So for the sources for it, nysus-temple has a great post on it. (another for good measure) I recommend asking them too!
From what I know for the myth, Autolycus has beef with so many people because he was a lil shit. Sisyphus decides to either seduce or rape Anticlea as revenge. Laertes marries her. (Laertes was an Argonaut, so I'd like to think that Jason being his friend AND Anticlea's half-sibling played a bit of a part)
I also think that it was possibly slander against Odysseus with how he's "a man of many turns". Sisyphus didn't honor xenia and was just an overall ass to many people but he was smart. A lot of people don't see him as a good man. Odysseus is very similar in many ways so I believe that this was meant to insult Odysseus as many people did not like him.
My Opinions PERSONALLY will be down below. (aka DO NOT take anything I say down below as fact. I'm just silly :P )
I plan to write it to be unknown.
For what I'm planning for Laertes and Anticlea's love story, has a lot to do with the whole "argonaut and friend of Jason". After what happened to Anticlea, Autolycus wasn't sure what to do and Laertes wanted to marry her. (I'm weird and think the idea of Odysseus and his mother going through the same thing would be interesting to pick apart :') ) Laertes secretly always admired her. Autolycus heard of this quiet country bumpkin and was like "Yeah. You seem good." Odysseus is born 9 months later.
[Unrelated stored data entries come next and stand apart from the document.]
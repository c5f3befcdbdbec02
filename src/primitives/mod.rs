//! Primitives - Region-level building blocks.
//!
//! - [`CodeContext`] - Nested naming scopes that compose path codes
//! - [`InlineRegion`] - One editable region bound to the shared services
//!
//! # Lifecycle
//!
//! A region:
//! 1. Resolves its path code from the enclosing scope
//! 2. Reads and follows its content in the store
//! 3. Reserves a selection slot while edit mode is on
//! 4. Releases everything on `unmount`

mod context;
mod inline;

pub use context::*;
pub use inline::*;
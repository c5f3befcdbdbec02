//! Keyboard Module - Key events, pressed-key tracking and the input source
//!
//! Key events carry DOM-style numeric key codes (`16` = Shift, `17` = Ctrl),
//! which is what the selection dispatcher and the region highlight react to.
//!
//! - `KeyInput` - One key transition (press, repeat, release)
//! - `KeyPressState` - Which key codes are currently held
//! - `InputSource` - The process-wide stream of key events handlers attach to
//! - `KeyInput::from_crossterm` - Terminal events into key inputs
//!
//! # Example
//!
//! ```ignore
//! use inline_cms::state::{InputSource, KeyInput, KEY_CTRL};
//!
//! let input = InputSource::new();
//! let sub = input.on(|key| {
//!     println!("code {}", key.code);
//!     false // Don't consume
//! });
//!
//! input.dispatch(KeyInput::press(KEY_CTRL));
//! sub.unsubscribe();
//! ```

use std::cell::Cell;
use std::collections::HashMap;

use crossterm::event::{KeyCode, KeyEvent, KeyEventKind, ModifierKeyCode};

use super::channel::{Channel, Subscription};

// =============================================================================
// KEY CODES
// =============================================================================

pub const KEY_BACKSPACE: u32 = 8;
pub const KEY_TAB: u32 = 9;
pub const KEY_ENTER: u32 = 13;
pub const KEY_SHIFT: u32 = 16;
pub const KEY_CTRL: u32 = 17;
pub const KEY_ALT: u32 = 18;
pub const KEY_ESCAPE: u32 = 27;
pub const KEY_SPACE: u32 = 32;
pub const KEY_DELETE: u32 = 46;

// =============================================================================
// TYPES
// =============================================================================

/// Key event state (press, repeat, release)
#[derive(Clone, Copy, Debug, Default, PartialEq, Eq)]
pub enum KeyState {
    #[default]
    Press,
    Repeat,
    Release,
}

/// A single key transition.
#[derive(Clone, Copy, Debug, PartialEq, Eq)]
pub struct KeyInput {
    pub code: u32,
    pub state: KeyState,
}

impl KeyInput {
    pub fn press(code: u32) -> Self {
        Self {
            code,
            state: KeyState::Press,
        }
    }

    pub fn repeat(code: u32) -> Self {
        Self {
            code,
            state: KeyState::Repeat,
        }
    }

    pub fn release(code: u32) -> Self {
        Self {
            code,
            state: KeyState::Release,
        }
    }

    pub fn is_press(&self) -> bool {
        self.state == KeyState::Press
    }

    pub fn is_release(&self) -> bool {
        self.state == KeyState::Release
    }

    /// Convert a crossterm key event.
    ///
    /// Bare modifier keys are only reported by terminals running with the
    /// keyboard enhancement flags `REPORT_EVENT_TYPES` and
    /// `REPORT_ALL_KEYS_AS_ESCAPE_CODES`. Returns `None` for keys that have
    /// no key code mapping.
    pub fn from_crossterm(event: &KeyEvent) -> Option<Self> {
        let code = match event.code {
            KeyCode::Modifier(modifier) => match modifier {
                ModifierKeyCode::LeftShift | ModifierKeyCode::RightShift => KEY_SHIFT,
                ModifierKeyCode::LeftControl | ModifierKeyCode::RightControl => KEY_CTRL,
                ModifierKeyCode::LeftAlt | ModifierKeyCode::RightAlt => KEY_ALT,
                _ => return None,
            },
            KeyCode::Char(' ') => KEY_SPACE,
            KeyCode::Char(c) if c.is_ascii_alphanumeric() => c.to_ascii_uppercase() as u32,
            KeyCode::Enter => KEY_ENTER,
            KeyCode::Tab | KeyCode::BackTab => KEY_TAB,
            KeyCode::Backspace => KEY_BACKSPACE,
            KeyCode::Delete => KEY_DELETE,
            KeyCode::Esc => KEY_ESCAPE,
            _ => return None,
        };

        let state = match event.kind {
            KeyEventKind::Press => KeyState::Press,
            KeyEventKind::Repeat => KeyState::Repeat,
            KeyEventKind::Release => KeyState::Release,
        };

        Some(Self { code, state })
    }
}

// =============================================================================
// PRESSED KEYS
// =============================================================================

/// Key code -> pressed.
///
/// `Repeat` never changes the map: a key that is held stays in whatever
/// state the last press/release (or an explicit `release`) left it in.
#[derive(Clone, Debug, Default)]
pub struct KeyPressState {
    pressed: HashMap<u32, bool>,
}

impl KeyPressState {
    pub fn new() -> Self {
        Self::default()
    }

    pub fn apply(&mut self, input: &KeyInput) {
        match input.state {
            KeyState::Press => {
                self.pressed.insert(input.code, true);
            }
            KeyState::Release => {
                self.pressed.insert(input.code, false);
            }
            KeyState::Repeat => {}
        }
    }

    pub fn is_pressed(&self, code: u32) -> bool {
        self.pressed.get(&code).copied().unwrap_or(false)
    }

    /// Forget a press without a physical release.
    pub fn release(&mut self, code: u32) {
        self.pressed.insert(code, false);
    }

    pub fn clear(&mut self) {
        self.pressed.clear();
    }
}

// =============================================================================
// INPUT SOURCE
// =============================================================================

/// The global stream of key events.
///
/// Every handler sees every event; consumption is only reported back to
/// the caller of `dispatch`.
#[derive(Clone, Default)]
pub struct InputSource {
    events: Channel<DispatchedKey>,
}

struct DispatchedKey {
    input: KeyInput,
    consumed: Cell<bool>,
}

impl InputSource {
    pub fn new() -> Self {
        Self::default()
    }

    /// Attach a handler.
    pub fn on<F>(&self, handler: F) -> Subscription
    where
        F: Fn(&KeyInput) -> bool + 'static,
    {
        self.events.subscribe(move |event: &DispatchedKey| {
            if handler(&event.input) {
                event.consumed.set(true);
            }
        })
    }

    /// Deliver a key event to all handlers.
    /// Returns true if any handler consumed it.
    pub fn dispatch(&self, input: KeyInput) -> bool {
        let event = DispatchedKey {
            input,
            consumed: Cell::new(false),
        };
        self.events.emit(&event);
        event.consumed.get()
    }

    pub fn handler_count(&self) -> usize {
        self.events.listener_count()
    }

    /// Detach every handler.
    pub fn clear(&self) {
        self.events.clear();
    }
}

// =============================================================================
// TESTS
// =============================================================================
//! Channel Module - Typed synchronous notification channel
//!
//! The one pub/sub primitive shared by every service:
//! - Content changes (`ContentStore`)
//! - Edit-mode changes (`EditMode`)
//! - Key events (`InputSource`)
//!
//! Delivery is synchronous and in registration order. There is no
//! de-duplication: every `emit` reaches every listener.
//!
//! # Example
//!
//! ```ignore
//! use inline_cms::state::Channel;
//!
//! let channel: Channel<bool> = Channel::new();
//! let sub = channel.subscribe(|value| println!("now {value}"));
//! channel.emit(&true);
//! sub.unsubscribe();
//! ```

use std::cell::RefCell;
use std::rc::{Rc, Weak};

// =============================================================================
// SUBSCRIPTION
// =============================================================================

/// Unsubscribe token returned by every `subscribe`.
///
/// Dropping the token does NOT unsubscribe. A listener whose token is lost
/// stays registered for the lifetime of the channel.
#[must_use = "dropping a Subscription leaks the registration; call unsubscribe()"]
pub struct Subscription {
    cleanup: Option<Box<dyn FnOnce()>>,
}

impl Subscription {
    /// Wrap a cleanup closure.
    pub fn new(cleanup: impl FnOnce() + 'static) -> Self {
        Self {
            cleanup: Some(Box::new(cleanup)),
        }
    }

    /// A token with nothing to clean up.
    pub fn empty() -> Self {
        Self { cleanup: None }
    }

    /// Remove the listener this token was issued for.
    pub fn unsubscribe(mut self) {
        if let Some(cleanup) = self.cleanup.take() {
            cleanup();
        }
    }
}

impl std::fmt::Debug for Subscription {
    fn fmt(&self, f: &mut std::fmt::Formatter<'_>) -> std::fmt::Result {
        f.debug_struct("Subscription")
            .field("live", &self.cleanup.is_some())
            .finish()
    }
}

// =============================================================================
// CHANNEL
// =============================================================================

/// Listener stored in a channel.
pub type Listener<T> = Rc<dyn Fn(&T)>;

struct ListenerList<T> {
    listeners: Vec<(usize, Listener<T>)>,
    next_id: usize,
}

impl<T> ListenerList<T> {
    fn new() -> Self {
        Self {
            listeners: Vec::new(),
            next_id: 0,
        }
    }
}

/// Cloneable handle to a shared listener list.
pub struct Channel<T> {
    inner: Rc<RefCell<ListenerList<T>>>,
}

impl<T: 'static> Channel<T> {
    pub fn new() -> Self {
        Self {
            inner: Rc::new(RefCell::new(ListenerList::new())),
        }
    }

    /// Register a listener. It receives every subsequent `emit`.
    pub fn subscribe<F>(&self, listener: F) -> Subscription
    where
        F: Fn(&T) + 'static,
    {
        let id = {
            let mut list = self.inner.borrow_mut();
            let id = list.next_id;
            list.next_id += 1;
            list.listeners.push((id, Rc::new(listener)));
            id
        };

        let weak: Weak<RefCell<ListenerList<T>>> = Rc::downgrade(&self.inner);
        Subscription::new(move || {
            if let Some(inner) = weak.upgrade() {
                inner
                    .borrow_mut()
                    .listeners
                    .retain(|(listener_id, _)| *listener_id != id);
            }
        })
    }

    /// Deliver `value` to every listener registered right now.
    ///
    /// Works from a snapshot, so listeners may subscribe, unsubscribe or
    /// emit again while being notified.
    pub fn emit(&self, value: &T) {
        let snapshot: Vec<Listener<T>> = self
            .inner
            .borrow()
            .listeners
            .iter()
            .map(|(_, listener)| Rc::clone(listener))
            .collect();

        for listener in snapshot {
            listener(value);
        }
    }

    pub fn listener_count(&self) -> usize {
        self.inner.borrow().listeners.len()
    }

    /// Drop every listener.
    pub fn clear(&self) {
        self.inner.borrow_mut().listeners.clear();
    }
}

impl<T: 'static> Default for Channel<T> {
    fn default() -> Self {
        Self::new()
    }
}

impl<T> Clone for Channel<T> {
    fn clone(&self) -> Self {
        Self {
            inner: Rc::clone(&self.inner),
        }
    }
}

// =============================================================================
// TESTS
// =============================================================================
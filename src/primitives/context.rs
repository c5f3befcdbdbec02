//! Code Context - Hierarchical path codes for content entries
//!
//! Nested naming scopes compose into dot-separated path codes:
//!
//! ```text
//! CodeContext::root()
//!   .nested("App")            -> "App"
//!   .nested("Section1")       -> "App.Section1"
//!   .resolve(Some("Title"))   -> "App.Section1.Title"
//! ```
//!
//! A region without an explicit code falls back to a code derived from its
//! default content (see [`simplify`]).

/// An immutable naming scope. `root()` has no path.
#[derive(Clone, Debug, Default, PartialEq, Eq)]
pub struct CodeContext {
    path: Option<String>,
}

impl CodeContext {
    pub fn root() -> Self {
        Self::default()
    }

    /// Scope named after a component, for wrapping whole components.
    pub fn for_component(name: &str) -> Self {
        Self::root().nested(name)
    }

    /// Child scope `segment` below this one.
    ///
    /// An empty parent path counts as no parent.
    pub fn nested(&self, segment: &str) -> Self {
        let path = match self.path.as_deref() {
            Some(parent) if !parent.is_empty() => format!("{parent}.{segment}"),
            _ => segment.to_string(),
        };
        Self { path: Some(path) }
    }

    /// Run `f` inside child scope `segment`.
    pub fn scope<R>(&self, segment: &str, f: impl FnOnce(&CodeContext) -> R) -> R {
        f(&self.nested(segment))
    }

    pub fn path(&self) -> Option<&str> {
        self.path.as_deref()
    }

    /// Full path code for a region in this scope.
    ///
    /// `code` falls back to `simplify(default_content)` when absent or
    /// empty. `context_free` ignores this scope entirely.
    pub fn resolve(&self, code: Option<&str>, context_free: bool, default_content: &str) -> String {
        let leaf = match code {
            Some(code) if !code.is_empty() => code.to_string(),
            _ => simplify(default_content),
        };

        match self.path.as_deref() {
            Some(path) if !path.is_empty() && !context_free => format!("{path}.{leaf}"),
            _ => leaf,
        }
    }
}

/// Turn display text into a code segment.
///
/// Only the first space and the first dot are replaced with `_`; codes
/// already stored under this rule must keep resolving to the same entry.
pub fn simplify(text: &str) -> String {
    text.replacen(' ', "_", 1).replacen('.', "_", 1)
}
//! Inline editing demo.
//!
//! Builds a small page (a heading pair and three sections), turns edit mode
//! on, walks the selection with Ctrl+Shift and edits the focused region,
//! then prints the exported contents.
//!
//! Key events are scripted crossterm events, so this runs without a TTY.
//!
//! Run with: RUST_LOG=inline_cms=debug cargo run --example inline_demo

use crossterm::event::{KeyCode, KeyEvent, KeyEventKind, KeyModifiers, ModifierKeyCode};
use tracing_subscriber::EnvFilter;

use inline_cms::{Cms, CmsConfig, CodeContext, InlineProps, InlineRegion, KeyInput};

const SEED: &str = r#"{
    "App.H1": "🃏 This is a test App",
    "App.Section1.Title": "First section"
}"#;

fn modifier(code: ModifierKeyCode, kind: KeyEventKind) -> KeyEvent {
    KeyEvent::new_with_kind(KeyCode::Modifier(code), KeyModifiers::NONE, kind)
}

fn feed(cms: &Cms, event: KeyEvent) {
    if let Some(input) = KeyInput::from_crossterm(&event) {
        cms.handle_key(input);
    }
}

fn advance(cms: &Cms) {
    feed(cms, modifier(ModifierKeyCode::LeftControl, KeyEventKind::Press));
    feed(cms, modifier(ModifierKeyCode::LeftShift, KeyEventKind::Press));
    feed(cms, modifier(ModifierKeyCode::LeftShift, KeyEventKind::Release));
    feed(cms, modifier(ModifierKeyCode::LeftControl, KeyEventKind::Release));
}

fn print_page(regions: &[InlineRegion]) {
    for region in regions {
        let view = region.view();
        let marker = match (view.selected, view.editable) {
            (true, _) => ">",
            (false, true) => "*",
            (false, false) => " ",
        };
        println!("{marker} {:<24} {}", view.code, view.content);
    }
    println!();
}

fn main() -> inline_cms::Result<()> {
    tracing_subscriber::fmt()
        .with_env_filter(EnvFilter::from_default_env())
        .init();

    let cms = Cms::new(CmsConfig::default());
    cms.init_from_json(SEED)?;

    let app = CodeContext::for_component("App");
    let mut regions = vec![
        InlineRegion::mount(&cms, &app, InlineProps::new("This is a test App").code("H1")),
        InlineRegion::mount(
            &cms,
            &app,
            InlineProps::new("You can handle your contents with this CMS").code("H2"),
        ),
    ];
    for section in ["Section1", "Section2", "Section3"] {
        app.scope(section, |ctx| {
            regions.push(InlineRegion::mount(&cms, ctx, InlineProps::new("Example title").code("Title")));
            regions.push(InlineRegion::mount(
                &cms,
                ctx,
                InlineProps::new("Lorem ipsum dolor sit amet").code("Description"),
            ));
        });
    }

    println!("-- read only");
    print_page(&regions);

    cms.set_enabled(true);
    advance(&cms);
    advance(&cms);
    advance(&cms);

    println!("-- editing, third region focused");
    print_page(&regions);

    if let Some(focused) = regions.iter().find(|region| region.is_selected()) {
        focused.set_content("Edited from the keyboard");
    }
    if let Some(prompt) = cms.exit_confirmation() {
        println!("exit guard: {prompt}");
    }

    cms.set_enabled(false);
    println!("-- after editing");
    print_page(&regions);

    println!("{}", cms.export()?);

    for region in regions {
        region.unmount();
    }
    cms.teardown();
    Ok(())
}
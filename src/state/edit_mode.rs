//! Edit Mode Module - The process-wide edit-mode toggle
//!
//! Turning edit mode on:
//! - attaches the selection dispatcher to the input source
//! - installs the exit guard (hosts ask `confirmation()` before quitting)
//!
//! Turning it off undoes both. Either transition is safe to repeat.
//!
//! The flag lives in a `Signal<bool>` so reactive renderers can track it,
//! and every `set` is also broadcast synchronously to subscribers, even
//! when the value did not change.
//!
//! # Example
//!
//! ```ignore
//! let sub = cms.edit_mode().subscribe(|enabled| println!("editing: {enabled}"));
//! cms.edit_mode().set(true);
//! assert!(cms.edit_mode().get());
//! ```

use std::cell::Cell;
use std::rc::Rc;

use spark_signals::{Signal, signal};
use tracing::debug;

use super::channel::{Channel, Subscription};
use super::keyboard::InputSource;
use super::selection::Selection;
use crate::config::DEFAULT_EXIT_PROMPT;

// =============================================================================
// EXIT GUARD
// =============================================================================

/// Navigation-exit confirmation guard.
#[derive(Clone)]
pub struct ExitGuard {
    prompt: Rc<str>,
    installed: Rc<Cell<bool>>,
}

impl ExitGuard {
    pub fn new(prompt: impl Into<String>) -> Self {
        let prompt: String = prompt.into();
        Self {
            prompt: Rc::from(prompt),
            installed: Rc::new(Cell::new(false)),
        }
    }

    pub fn install(&self) {
        self.installed.set(true);
    }

    pub fn remove(&self) {
        self.installed.set(false);
    }

    pub fn is_installed(&self) -> bool {
        self.installed.get()
    }

    /// The question to ask before leaving, if the guard is installed.
    pub fn confirmation(&self) -> Option<String> {
        self.is_installed().then(|| self.prompt.to_string())
    }
}

impl Default for ExitGuard {
    fn default() -> Self {
        Self::new(DEFAULT_EXIT_PROMPT)
    }
}

// =============================================================================
// EDIT MODE
// =============================================================================

#[derive(Clone)]
pub struct EditMode {
    flag: Signal<bool>,
    changes: Channel<bool>,
    selection: Selection,
    input: InputSource,
    guard: ExitGuard,
}

impl EditMode {
    pub fn new(selection: Selection, input: InputSource, guard: ExitGuard) -> Self {
        Self {
            flag: signal(false),
            changes: Channel::new(),
            selection,
            input,
            guard,
        }
    }

    pub fn get(&self) -> bool {
        self.flag.get()
    }

    /// The flag as a signal, for reactive tracking.
    pub fn signal(&self) -> Signal<bool> {
        self.flag.clone()
    }

    /// Switch edit mode, run the transition side effects, then notify.
    /// Returns `value`.
    pub fn set(&self, value: bool) -> bool {
        if value {
            self.selection.setup(&self.input);
            self.guard.install();
        } else {
            self.selection.destroy();
            self.guard.remove();
        }

        self.flag.set(value);
        debug!(enabled = value, "edit mode set");
        self.changes.emit(&value);
        value
    }

    /// Receive every `set`, including redundant ones.
    pub fn subscribe<F>(&self, listener: F) -> Subscription
    where
        F: Fn(&bool) + 'static,
    {
        self.changes.subscribe(listener)
    }

    pub fn guard(&self) -> &ExitGuard {
        &self.guard
    }

    pub(crate) fn clear_listeners(&self) {
        self.changes.clear();
    }
}

// =============================================================================
// TESTS
// =============================================================================
//! Configuration
//!
//! Every field has a default, so an empty JSON object (or no file at all)
//! yields the stock behavior: Ctrl+Shift advances the selection, Ctrl
//! highlights regions, contents export to `contents.json`.

use std::fs;
use std::path::Path;

use serde::{Deserialize, Serialize};
use tracing::debug;

use crate::error::{CmsError, Result};
use crate::state::keyboard::{KEY_CTRL, KEY_SHIFT};

pub const DEFAULT_EXIT_PROMPT: &str = "Are you sure to leave?";
pub const DEFAULT_EMPTY_PLACEHOLDER: &str = "\u{2b1c}";
pub const DEFAULT_EXPORT_FILE_NAME: &str = "contents.json";

// ============================================
// ADVANCE COMBO
// ============================================

/// Key pair that advances the selection: `trigger` pressed while `hold` is down.
#[derive(Debug, Clone, Copy, PartialEq, Eq, Serialize, Deserialize)]
#[serde(rename_all = "camelCase")]
pub struct AdvanceCombo {
    #[serde(default = "default_hold")]
    pub hold: u32,
    #[serde(default = "default_trigger")]
    pub trigger: u32,
}

fn default_hold() -> u32 {
    KEY_CTRL
}
fn default_trigger() -> u32 {
    KEY_SHIFT
}

impl Default for AdvanceCombo {
    fn default() -> Self {
        AdvanceCombo {
            hold: KEY_CTRL,
            trigger: KEY_SHIFT,
        }
    }
}

// ============================================
// CMS CONFIG
// ============================================

#[derive(Debug, Clone, PartialEq, Eq, Serialize, Deserialize)]
#[serde(rename_all = "camelCase")]
pub struct CmsConfig {
    #[serde(default)]
    pub advance_combo: AdvanceCombo,
    /// Key that highlights every editable region while held.
    #[serde(default = "default_highlight_key")]
    pub highlight_key: u32,
    /// Question a host should ask before quitting while edit mode is on.
    #[serde(default = "default_exit_prompt")]
    pub exit_prompt: String,
    /// Shown in place of empty content while edit mode is on.
    #[serde(default = "default_empty_placeholder")]
    pub empty_placeholder: String,
    #[serde(default = "default_export_file_name")]
    pub export_file_name: String,
}

fn default_highlight_key() -> u32 {
    KEY_CTRL
}
fn default_exit_prompt() -> String {
    DEFAULT_EXIT_PROMPT.to_string()
}
fn default_empty_placeholder() -> String {
    DEFAULT_EMPTY_PLACEHOLDER.to_string()
}
fn default_export_file_name() -> String {
    DEFAULT_EXPORT_FILE_NAME.to_string()
}

impl Default for CmsConfig {
    fn default() -> Self {
        CmsConfig {
            advance_combo: AdvanceCombo::default(),
            highlight_key: KEY_CTRL,
            exit_prompt: default_exit_prompt(),
            empty_placeholder: default_empty_placeholder(),
            export_file_name: default_export_file_name(),
        }
    }
}

impl CmsConfig {
    pub fn from_json(json: &str) -> Result<Self> {
        Ok(serde_json::from_str(json)?)
    }

    pub fn load(path: impl AsRef<Path>) -> Result<Self> {
        let path = path.as_ref();
        let json = fs::read_to_string(path).map_err(|source| CmsError::Read {
            path: path.to_path_buf(),
            source,
        })?;
        let config = Self::from_json(&json)?;
        debug!(path = %path.display(), "config loaded");
        Ok(config)
    }
}

#[cfg(test)]
mod tests {
    use super::*;
    use std::io::Write;

    #[test]
    fn test_empty_object_uses_defaults() {
        let config = CmsConfig::from_json("{}").unwrap();
        assert_eq!(config, CmsConfig::default());
        assert_eq!(config.advance_combo.hold, 17);
        assert_eq!(config.advance_combo.trigger, 16);
        assert_eq!(config.empty_placeholder, "⬜");
        assert_eq!(config.export_file_name, "contents.json");
    }

    #[test]
    fn test_partial_override() {
        let json = r#"{"advanceCombo": {"trigger": 9}, "exitPrompt": "Leave?"}"#;
        let config = CmsConfig::from_json(json).unwrap();
        assert_eq!(config.advance_combo.hold, KEY_CTRL);
        assert_eq!(config.advance_combo.trigger, 9);
        assert_eq!(config.exit_prompt, "Leave?");
        assert_eq!(config.highlight_key, KEY_CTRL);
    }

    #[test]
    fn test_invalid_json_is_an_error() {
        let err = CmsConfig::from_json("{not json").unwrap_err();
        assert!(matches!(err, CmsError::Json(_)));
    }

    #[test]
    fn test_load_from_file() {
        let mut file = tempfile::NamedTempFile::new().unwrap();
        write!(file, r#"{{"highlightKey": 18}}"#).unwrap();

        let config = CmsConfig::load(file.path()).unwrap();
        assert_eq!(config.highlight_key, 18);
    }

    #[test]
    fn test_load_missing_file() {
        let dir = tempfile::tempdir().unwrap();
        let err = CmsConfig::load(dir.path().join("missing.json")).unwrap_err();
        assert!(matches!(err, CmsError::Read { .. }));
    }
}
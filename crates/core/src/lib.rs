pub mod config;
pub mod extractor;
pub mod orchestrator;
pub mod testing;
pub mod workspace;

pub use config::{
    load_config, load_config_from_str, load_config_or_default, validate_config, Config,
    ConfigError, DownloadConfig, ProbeConfig, WorkspaceConfig, DEFAULT_TEST_URLS,
};
pub use extractor::{
    ExtractOptions, Extractor, ExtractorConfig, ExtractorError, Quality, VideoMetadata,
    YtDlpExtractor,
};
pub use orchestrator::{
    DownloadError, DownloadOutcome, DownloadRecord, Orchestrator, OrchestratorConfig,
    OrchestratorError, ProbeAttempt, ProbeOutcome, ProbeResult, RunReport, RunState,
    ShutdownStatus,
};
pub use workspace::{Artifact, Workspace, WorkspaceError};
And it's unknown who's the father but it doesn't matter to Laertes.
Odysseus in mine takes after Anticlea physically in practically every way. (My post on his appearance in my fics) Ctimene also takes after Anticlea quite a bit but she has Laertes' eye color and her being more "stout" like he is.
Odysseus is around 13 when he first hears rumors about Laertes not being his dad and that Sisyphus is. That's a lot on him. It really bothers him when people try to say that he's actually Sisyphus' son. Just because he's smart and a lil shit doesn't mean that he's his son. He just takes after his mom's side of the family. And it means so so much to Odysseus that his dad loves him regardless.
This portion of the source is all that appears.